Data extracted from a collection
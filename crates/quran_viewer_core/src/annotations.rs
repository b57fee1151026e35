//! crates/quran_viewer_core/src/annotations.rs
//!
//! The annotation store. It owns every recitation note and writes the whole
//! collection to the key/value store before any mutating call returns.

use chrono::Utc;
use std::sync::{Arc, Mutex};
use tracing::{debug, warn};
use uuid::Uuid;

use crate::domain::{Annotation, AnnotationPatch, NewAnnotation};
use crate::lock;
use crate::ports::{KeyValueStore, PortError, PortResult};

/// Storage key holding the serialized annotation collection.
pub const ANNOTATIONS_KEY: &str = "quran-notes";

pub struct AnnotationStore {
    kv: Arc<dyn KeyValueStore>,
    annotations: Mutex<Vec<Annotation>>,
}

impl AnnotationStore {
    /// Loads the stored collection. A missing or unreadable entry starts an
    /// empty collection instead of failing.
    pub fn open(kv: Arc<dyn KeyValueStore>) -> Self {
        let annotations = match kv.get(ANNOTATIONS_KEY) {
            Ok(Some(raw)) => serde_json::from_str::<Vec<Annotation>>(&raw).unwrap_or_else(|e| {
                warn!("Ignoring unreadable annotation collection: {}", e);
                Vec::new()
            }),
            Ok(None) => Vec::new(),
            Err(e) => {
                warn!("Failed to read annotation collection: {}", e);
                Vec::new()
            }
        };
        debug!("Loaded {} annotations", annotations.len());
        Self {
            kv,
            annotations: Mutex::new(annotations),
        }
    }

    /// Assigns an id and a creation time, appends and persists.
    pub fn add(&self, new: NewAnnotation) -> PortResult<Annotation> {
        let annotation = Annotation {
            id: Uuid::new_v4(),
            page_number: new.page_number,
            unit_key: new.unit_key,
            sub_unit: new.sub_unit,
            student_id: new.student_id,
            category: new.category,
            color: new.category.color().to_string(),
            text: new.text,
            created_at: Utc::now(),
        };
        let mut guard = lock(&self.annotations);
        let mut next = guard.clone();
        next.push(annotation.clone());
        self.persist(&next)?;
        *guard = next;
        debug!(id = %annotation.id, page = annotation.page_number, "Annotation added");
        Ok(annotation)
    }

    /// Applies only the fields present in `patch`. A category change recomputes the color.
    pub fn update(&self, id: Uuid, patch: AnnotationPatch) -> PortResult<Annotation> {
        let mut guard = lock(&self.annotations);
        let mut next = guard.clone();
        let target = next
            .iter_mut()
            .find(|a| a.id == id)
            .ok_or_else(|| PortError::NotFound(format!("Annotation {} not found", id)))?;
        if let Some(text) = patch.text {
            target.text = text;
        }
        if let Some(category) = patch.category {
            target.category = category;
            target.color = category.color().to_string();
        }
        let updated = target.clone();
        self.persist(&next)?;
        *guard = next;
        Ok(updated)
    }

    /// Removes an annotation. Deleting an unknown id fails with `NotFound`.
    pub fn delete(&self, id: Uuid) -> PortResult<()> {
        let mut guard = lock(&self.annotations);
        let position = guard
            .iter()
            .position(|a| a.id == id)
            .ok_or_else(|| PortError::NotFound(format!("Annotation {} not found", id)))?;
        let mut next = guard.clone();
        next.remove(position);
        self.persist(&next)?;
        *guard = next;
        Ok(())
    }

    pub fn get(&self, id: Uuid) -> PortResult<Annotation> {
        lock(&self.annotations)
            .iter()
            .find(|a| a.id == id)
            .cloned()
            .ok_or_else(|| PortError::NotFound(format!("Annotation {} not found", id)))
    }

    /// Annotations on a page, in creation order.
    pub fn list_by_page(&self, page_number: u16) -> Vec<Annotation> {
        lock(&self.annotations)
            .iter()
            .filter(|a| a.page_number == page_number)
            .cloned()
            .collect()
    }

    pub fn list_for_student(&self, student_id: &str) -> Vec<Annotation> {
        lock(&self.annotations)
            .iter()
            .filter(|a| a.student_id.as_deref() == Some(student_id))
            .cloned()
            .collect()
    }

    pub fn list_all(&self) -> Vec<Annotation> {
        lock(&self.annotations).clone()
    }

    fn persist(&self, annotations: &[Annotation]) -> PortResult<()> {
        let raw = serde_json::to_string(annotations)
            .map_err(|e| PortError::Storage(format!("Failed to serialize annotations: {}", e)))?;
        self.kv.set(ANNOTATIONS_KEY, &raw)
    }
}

==

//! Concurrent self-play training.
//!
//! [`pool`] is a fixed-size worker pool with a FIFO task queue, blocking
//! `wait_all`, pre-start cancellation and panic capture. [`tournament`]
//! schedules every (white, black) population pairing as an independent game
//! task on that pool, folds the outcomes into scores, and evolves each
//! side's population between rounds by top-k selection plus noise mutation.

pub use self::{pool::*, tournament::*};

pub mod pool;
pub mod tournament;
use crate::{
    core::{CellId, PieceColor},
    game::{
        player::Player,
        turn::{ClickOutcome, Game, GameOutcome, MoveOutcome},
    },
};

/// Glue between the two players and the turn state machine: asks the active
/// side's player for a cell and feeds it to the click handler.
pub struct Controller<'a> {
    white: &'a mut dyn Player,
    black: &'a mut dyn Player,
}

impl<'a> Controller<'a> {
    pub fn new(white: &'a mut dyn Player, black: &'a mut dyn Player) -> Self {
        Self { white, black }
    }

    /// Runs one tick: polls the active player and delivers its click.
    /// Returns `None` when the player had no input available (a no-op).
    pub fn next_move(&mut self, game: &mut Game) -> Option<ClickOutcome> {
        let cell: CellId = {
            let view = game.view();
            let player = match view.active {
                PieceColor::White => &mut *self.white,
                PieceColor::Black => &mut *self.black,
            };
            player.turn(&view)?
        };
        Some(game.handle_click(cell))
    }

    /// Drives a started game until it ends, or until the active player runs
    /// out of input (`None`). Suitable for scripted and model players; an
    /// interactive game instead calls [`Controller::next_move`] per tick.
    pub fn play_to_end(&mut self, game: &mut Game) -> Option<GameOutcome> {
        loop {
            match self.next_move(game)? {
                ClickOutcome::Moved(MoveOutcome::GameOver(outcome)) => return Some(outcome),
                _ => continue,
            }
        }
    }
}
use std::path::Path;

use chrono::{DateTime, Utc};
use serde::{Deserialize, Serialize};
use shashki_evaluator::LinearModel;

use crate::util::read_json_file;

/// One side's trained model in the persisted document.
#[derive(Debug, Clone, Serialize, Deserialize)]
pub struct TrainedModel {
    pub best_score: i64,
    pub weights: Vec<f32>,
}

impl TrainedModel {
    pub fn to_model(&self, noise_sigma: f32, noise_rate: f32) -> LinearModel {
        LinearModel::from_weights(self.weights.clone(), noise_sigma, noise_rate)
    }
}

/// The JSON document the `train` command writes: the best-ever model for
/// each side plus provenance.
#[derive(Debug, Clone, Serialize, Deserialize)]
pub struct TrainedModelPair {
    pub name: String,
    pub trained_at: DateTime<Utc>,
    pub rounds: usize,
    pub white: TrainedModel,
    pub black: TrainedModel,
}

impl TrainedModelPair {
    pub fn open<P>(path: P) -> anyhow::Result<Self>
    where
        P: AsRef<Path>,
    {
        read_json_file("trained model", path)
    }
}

* Problem requirements
The answer must consist of every line above that holds the string "NewAnnotation", copied exactly.

* Response to the task
use crate::domain::{Annotation, AnnotationPatch, NewAnnotation};
    pub fn add(&self, new: NewAnnotation) -> PortResult<Annotation> {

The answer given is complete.